Tuesday, May 01, 2007

Chapter 1: Why I Wrote This Book (Pt 3)

I had to give this quote from C.S. Lewis. Read it carefully and apply it to your desires for and satisfactions in God:
"Provided the thing is in itself right, the more one likes it and the less one has to 'try to be good,' the better. A perfect man would never act from sense of duty; he'd always want the right thing more than the wrong one. Duty is only a substitute for love (of God and of other people), like a crutch, which is a substitute for a leg. Most of us need the crutch at times; but of course it's idiotic to use the crutch when our own legs (our own loves, tastes, habits, etc.) can do the journey on their own!" (C.S. Lewis: Letters to Children, 276).
I am reading this book because I want "a joy in Christ that is so deep and so strong that it will free me from bondage to Western comforts and security, and will impel me into sacrifices of mercy and missions, and will sustain me in the face of martyrdom. ... The key to endurance in the cause of self-sacrificing love is not heroic willpower, but deep, unshakable confidence that the joy we have tasted in fellowship with Christ will not disappoint us in death" like the Christians in Hebrews 10:34 (20, 21).

My heart screams "Yes!" when I read this, yet my experience feels like it mirrors the blind man who tries to ride a dead horse that he doesn't know is dead.
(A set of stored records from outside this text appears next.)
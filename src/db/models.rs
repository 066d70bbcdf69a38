use serde::{Deserialize, Serialize};
use sqlx::FromRow;
use time::PrimitiveDateTime;

use crate::db::types::{ActivityCategory, AttendanceStatus, SessionStatus, UserRole};

#[derive(Debug, Clone, Serialize, Deserialize, FromRow)]
pub(crate) struct Profile {
    pub(crate) id: String,
    pub(crate) email: Option<String>,
    pub(crate) full_name: Option<String>,
    pub(crate) username: Option<String>,
    pub(crate) role: Option<UserRole>,
    pub(crate) created_at: PrimitiveDateTime,
}

#[derive(Debug, Clone, Serialize, Deserialize, FromRow)]
pub(crate) struct Course {
    pub(crate) id: String,
    pub(crate) title: String,
    pub(crate) description: Option<String>,
    pub(crate) course_code: Option<String>,
    pub(crate) instructor_id: String,
    pub(crate) created_at: PrimitiveDateTime,
    pub(crate) updated_at: PrimitiveDateTime,
}

#[derive(Debug, Clone, Serialize, Deserialize, FromRow)]
pub(crate) struct Enrollment {
    pub(crate) id: String,
    pub(crate) course_id: String,
    pub(crate) student_id: String,
    pub(crate) enrolled_at: PrimitiveDateTime,
}

#[derive(Debug, Clone, Serialize, Deserialize, FromRow)]
pub(crate) struct ParentStudent {
    pub(crate) id: String,
    pub(crate) parent_id: String,
    pub(crate) student_id: String,
    pub(crate) linked_at: PrimitiveDateTime,
}

#[derive(Debug, Clone, Serialize, Deserialize, FromRow)]
pub(crate) struct ActivityFile {
    pub(crate) id: String,
    pub(crate) course_id: String,
    pub(crate) category: ActivityCategory,
    pub(crate) points: Option<i32>,
    pub(crate) deadline: Option<PrimitiveDateTime>,
    pub(crate) description: Option<String>,
    pub(crate) file_name: String,
    pub(crate) file_path: String,
    pub(crate) file_size: i64,
    pub(crate) file_type: String,
    pub(crate) uploaded_by: String,
    pub(crate) uploaded_at: PrimitiveDateTime,
}

#[derive(Debug, Clone, Serialize, Deserialize, FromRow)]
pub(crate) struct ActivitySubmission {
    pub(crate) id: String,
    pub(crate) activity_file_id: String,
    pub(crate) student_id: String,
    pub(crate) course_id: String,
    pub(crate) awarded_points: Option<i32>,
    pub(crate) description: Option<String>,
    pub(crate) file_name: String,
    pub(crate) file_path: String,
    pub(crate) file_size: i64,
    pub(crate) file_type: String,
    pub(crate) submitted_at: PrimitiveDateTime,
}

#[derive(Debug, Clone, Serialize, Deserialize, FromRow)]
pub(crate) struct Attendance {
    pub(crate) id: String,
    pub(crate) course_id: String,
    pub(crate) student_id: String,
    pub(crate) session_id: Option<String>,
    pub(crate) status: AttendanceStatus,
    pub(crate) marked_at: PrimitiveDateTime,
    pub(crate) time_in: Option<PrimitiveDateTime>,
    pub(crate) time_out: Option<PrimitiveDateTime>,
    pub(crate) created_at: PrimitiveDateTime,
}

#[derive(Debug, Clone, Serialize, Deserialize, FromRow)]
pub(crate) struct Session {
    pub(crate) id: String,
    pub(crate) course_id: String,
    pub(crate) started_at: PrimitiveDateTime,
    pub(crate) ended_at: Option<PrimitiveDateTime>,
    pub(crate) status: SessionStatus,
    pub(crate) created_at: PrimitiveDateTime,
}

#[derive(Debug, Clone, Serialize, Deserialize, FromRow)]
pub(crate) struct SessionParticipant {
    pub(crate) id: String,
    pub(crate) session_id: String,
    pub(crate) student_id: String,
    pub(crate) joined_at: PrimitiveDateTime,
    pub(crate) marked_present: bool,
    pub(crate) marked_present_at: Option<PrimitiveDateTime>,
}

#[derive(Debug, Clone, Serialize, Deserialize, FromRow)]
pub(crate) struct Notification {
    pub(crate) id: String,
    pub(crate) user_id: String,
    pub(crate) title: String,
    pub(crate) message: String,
    #[sqlx(rename = "type")]
    pub(crate) kind: String,
    pub(crate) course_id: Option<String>,
    pub(crate) activity_file_id: Option<String>,
    pub(crate) is_read: bool,
    pub(crate) created_at: PrimitiveDateTime,
}

#[derive(Debug, Clone, Serialize, Deserialize, FromRow)]
pub(crate) struct ExamScore {
    pub(crate) id: String,
    pub(crate) course_id: String,
    pub(crate) student_id: String,
    pub(crate) midterm_score: Option<f64>,
    pub(crate) final_score: Option<f64>,
    pub(crate) updated_at: PrimitiveDateTime,
}
//! R Icons - icon theme generation from layered schemas.
//!
//! This is the host crate around [`r_icons_theme`]: it reads the three layer
//! schemas (base, files, folders) from disk, runs the composition, and
//! persists the merged theme document. All theme semantics live in the core
//! crate; everything here is the I/O boundary.
//!
//! # Example
//!
//! ```no_run
//! use r_icons::{activate, THEME_FILE};
//!
//! fn main() -> Result<(), r_icons::Error> {
//!     activate("./schemas", THEME_FILE)
//! }
//! ```

pub mod lifecycle;
pub mod output;
pub mod schema;

mod error;

pub use error::{Error, Result};
pub use lifecycle::{activate, deactivate};
pub use output::{THEME_FILE, ThemeWriter};
pub use schema::{BASE_SCHEMA, FILE_SCHEMA, FOLDER_SCHEMA, SchemaLoader, SchemaSet};

/// Theme document model and composition.
pub mod theme {
    pub use r_icons_theme::*;
}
He commands it, and kicks it, and yells, yet it goes no where. That is often how my heart feels inside me, and I want that so desperately to change.

I want to "truly experience...the unsurpassed worth of Jesus with so much joy that [I] can say, 'I count everything as loss because of the surpassing worth of knowing Christ Jesus my Lord' (Phil 3:8)" (21).

This is the only kind of experience that is worthy of the Savior!